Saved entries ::

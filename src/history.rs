//! Measurement history
//!
//! Append-only list of past measurements, persisted as a JSON flat file
//! between runs.

use serde::{Deserialize, Serialize};
use std::path::{Path, PathBuf};
use thiserror::Error;

use crate::util::write_atomic;

/// Current history file version
pub const HISTORY_VERSION: u32 = 1;

/// Source label of entries written by [`MeasurementRecord::calibration_write`]
pub const CALIBRATION_WRITE: &str = "calibration write";

/// History error types
#[derive(Debug, Error)]
pub enum HistoryError {
    #[error("IO error: {0}")]
    Io(#[from] std::io::Error),

    #[error("JSON error: {0}")]
    Json(#[from] serde_json::Error),

    #[error("Unsupported history version {found} in {path}")]
    Version { path: PathBuf, found: u32 },

    #[error("No measurement #{0}")]
    NoSuchRecord(usize),

    #[error("Recorded gain '{0}' is not a number")]
    InvalidGain(String),
}

pub type Result<T> = std::result::Result<T, HistoryError>;

/// One saved measurement, already formatted for display and export
#[derive(Debug, Clone, PartialEq, Eq, Serialize, Deserialize)]
pub struct MeasurementRecord {
    /// `%Y-%m-%d %H:%M:%S`
    pub timestamp: String,
    /// "whole image" or "selected region"
    pub source: String,
    /// Region descriptor, `full` for whole-image analysis
    pub region: String,
    /// Average brightness, 2 decimals
    pub avg_brightness: String,
    /// `R:{r}, G:{g}, B:{b}`
    pub rgb_average: String,
    /// LightStrengthGain at measurement time, 2 decimals
    pub gain: String,
    /// Recommendation text, one line per explanation line
    pub recommendation: String,
}

impl MeasurementRecord {
    /// Field values in export column order
    pub fn fields(&self) -> [&str; 7] {
        [
            self.timestamp.as_str(),
            self.source.as_str(),
            self.region.as_str(),
            self.avg_brightness.as_str(),
            self.rgb_average.as_str(),
            self.gain.as_str(),
            self.recommendation.as_str(),
        ]
    }

    /// Entry noting a gain written to a camera document
    ///
    /// No image is involved, so the measurement columns hold `-`.
    pub fn calibration_write(timestamp: &str, camera_name: &str, gain: f64) -> Self {
        let unmeasured = || "-".to_string();
        Self {
            timestamp: timestamp.to_string(),
            source: CALIBRATION_WRITE.to_string(),
            region: unmeasured(),
            avg_brightness: unmeasured(),
            rgb_average: unmeasured(),
            gain: format!("{gain:.2}"),
            recommendation: format!("Applied to {camera_name}.xml"),
        }
    }

    /// Parse the recorded gain back to a number
    pub fn gain_value(&self) -> Result<f64> {
        self.gain
            .trim()
            .parse::<f64>()
            .ok()
            .filter(|gain| gain.is_finite())
            .ok_or_else(|| HistoryError::InvalidGain(self.gain.clone()))
    }

    /// One-line summary for listings
    pub fn summary(&self) -> String {
        format!(
            "{} - brightness: {}, LSG: {}",
            self.timestamp, self.avg_brightness, self.gain
        )
    }
}

#[derive(Debug, Serialize, Deserialize)]
struct HistoryFile {
    version: u32,
    records: Vec<MeasurementRecord>,
}

/// Ordered measurement records
#[derive(Debug, Clone, Default, PartialEq, Eq)]
pub struct MeasurementHistory {
    records: Vec<MeasurementRecord>,
}

impl MeasurementHistory {
    pub fn new() -> Self {
        Self::default()
    }

    /// Load from a JSON file; a missing file is an empty history
    pub fn load(path: &Path) -> Result<Self> {
        if !path.exists() {
            return Ok(Self::new());
        }
        let content = std::fs::read_to_string(path)?;
        let file: HistoryFile = serde_json::from_str(&content)?;
        if file.version != HISTORY_VERSION {
            return Err(HistoryError::Version {
                path: path.to_path_buf(),
                found: file.version,
            });
        }
        Ok(Self {
            records: file.records,
        })
    }

    /// Save to a JSON file, replacing it atomically
    pub fn save(&self, path: &Path) -> Result<()> {
        if let Some(parent) = path.parent().filter(|p| !p.as_os_str().is_empty()) {
            std::fs::create_dir_all(parent)?;
        }
        let file = HistoryFile {
            version: HISTORY_VERSION,
            records: self.records.clone(),
        };
        let content = serde_json::to_string_pretty(&file)?;
        write_atomic(path, content.as_bytes())?;
        tracing::info!(path = %path.display(), records = self.records.len(), "history saved");
        Ok(())
    }

    pub fn push(&mut self, record: MeasurementRecord) {
        self.records.push(record);
    }

    pub fn records(&self) -> &[MeasurementRecord] {
        &self.records
    }

    /// Record by 1-based position, as shown in listings
    pub fn get(&self, number: usize) -> Result<&MeasurementRecord> {
        number
            .checked_sub(1)
            .and_then(|idx| self.records.get(idx))
            .ok_or(HistoryError::NoSuchRecord(number))
    }

    pub fn len(&self) -> usize {
        self.records.len()
    }

    pub fn is_empty(&self) -> bool {
        self.records.is_empty()
    }

    pub fn clear(&mut self) {
        self.records.clear();
    }
}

BRIEF ::
Take the entries above and write them out again unchanged.

TASK RESULT ::
filename src/history.rs
//! Measurement history
//!
//! Append-only list of past measurements, persisted as a JSON flat file
//! between runs.

use serde::{Deserialize, Serialize};
use std::path::{Path, PathBuf};
use thiserror::Error;

use crate::util::write_atomic;

/// Current history file version
pub const HISTORY_VERSION: u32 = 1;

/// Source label of entries written by [`MeasurementRecord::calibration_write`]
pub const CALIBRATION_WRITE: &str = "calibration write";

/// History error types
#[derive(Debug, Error)]
pub enum HistoryError {
    #[error("IO error: {0}")]
    Io(#[from] std::io::Error),

    #[error("JSON error: {0}")]
    Json(#[from] serde_json::Error),

    #[error("Unsupported history version {found} in {path}")]
    Version { path: PathBuf, found: u32 },

    #[error("No measurement #{0}")]
    NoSuchRecord(usize),

    #[error("Recorded gain '{0}' is not a number")]
    InvalidGain(String),
}

pub type Result<T> = std::result::Result<T, HistoryError>;

/// One saved measurement, already formatted for display and export
#[derive(Debug, Clone, PartialEq, Eq, Serialize, Deserialize)]
pub struct MeasurementRecord {
    /// `%Y-%m-%d %H:%M:%S`
    pub timestamp: String,
    /// "whole image" or "selected region"
    pub source: String,
    /// Region descriptor, `full` for whole-image analysis
    pub region: String,
    /// Average brightness, 2 decimals
    pub avg_brightness: String,
    /// `R:{r}, G:{g}, B:{b}`
    pub rgb_average: String,
    /// LightStrengthGain at measurement time, 2 decimals
    pub gain: String,
    /// Recommendation text, one line per explanation line
    pub recommendation: String,
}

impl MeasurementRecord {
    /// Field values in export column order
    pub fn fields(&self) -> [&str; 7] {
        [
            self.timestamp.as_str(),
            self.source.as_str(),
            self.region.as_str(),
            self.avg_brightness.as_str(),
            self.rgb_average.as_str(),
            self.gain.as_str(),
            self.recommendation.as_str(),
        ]
    }

    /// Entry noting a gain written to a camera document
    ///
    /// No image is involved, so the measurement columns hold `-`.
    pub fn calibration_write(timestamp: &str, camera_name: &str, gain: f64) -> Self {
        let unmeasured = || "-".to_string();
        Self {
            timestamp: timestamp.to_string(),
            source: CALIBRATION_WRITE.to_string(),
            region: unmeasured(),
            avg_brightness: unmeasured(),
            rgb_average: unmeasured(),
            gain: format!("{gain:.2}"),
            recommendation: format!("Applied to {camera_name}.xml"),
        }
    }

    /// Parse the recorded gain back to a number
    pub fn gain_value(&self) -> Result<f64> {
        self.gain
            .trim()
            .parse::<f64>()
            .ok()
            .filter(|gain| gain.is_finite())
            .ok_or_else(|| HistoryError::InvalidGain(self.gain.clone()))
    }

    /// One-line summary for listings
    pub fn summary(&self) -> String {
        format!(
            "{} - brightness: {}, LSG: {}",
            self.timestamp, self.avg_brightness, self.gain
        )
    }
}

#[derive(Debug, Serialize, Deserialize)]
struct HistoryFile {
    version: u32,
    records: Vec<MeasurementRecord>,
}

/// Ordered measurement records
#[derive(Debug, Clone, Default, PartialEq, Eq)]
pub struct MeasurementHistory {
    records: Vec<MeasurementRecord>,
}

impl MeasurementHistory {
    pub fn new() -> Self {
        Self::default()
    }

    /// Load from a JSON file; a missing file is an empty history
    pub fn load(path: &Path) -> Result<Self> {
        if !path.exists() {
            return Ok(Self::new());
        }
        let content = std::fs::read_to_string(path)?;
        let file: HistoryFile = serde_json::from_str(&content)?;
        if file.version != HISTORY_VERSION {
            return Err(HistoryError::Version {
                path: path.to_path_buf(),
                found: file.version,
            });
        }
        Ok(Self {
            records: file.records,
        })
    }

    /// Save to a JSON file, replacing it atomically
    pub fn save(&self, path: &Path) -> Result<()> {
        if let Some(parent) = path.parent().filter(|p| !p.as_os_str().is_empty()) {
            std::fs::create_dir_all(parent)?;
        }
        let file = HistoryFile {
            version: HISTORY_VERSION,
            records: self.records.clone(),
        };
        let content = serde_json::to_string_pretty(&file)?;
        write_atomic(path, content.as_bytes())?;
        tracing::info!(path = %path.display(), records = self.records.len(), "history saved");
        Ok(())
    }

    pub fn push(&mut self, record: MeasurementRecord) {
        self.records.push(record);
    }

    pub fn records(&self) -> &[MeasurementRecord] {
        &self.records
    }

    /// Record by 1-based position, as shown in listings
    pub fn get(&self, number: usize) -> Result<&MeasurementRecord> {
        number
            .checked_sub(1)
            .and_then(|idx| self.records.get(idx))
            .ok_or(HistoryError::NoSuchRecord(number))
    }

    pub fn len(&self) -> usize {
        self.records.len()
    }

    pub fn is_empty(&self) -> bool {
        self.records.is_empty()
    }

    pub fn clear(&mut self) {
        self.records.clear();
    }
}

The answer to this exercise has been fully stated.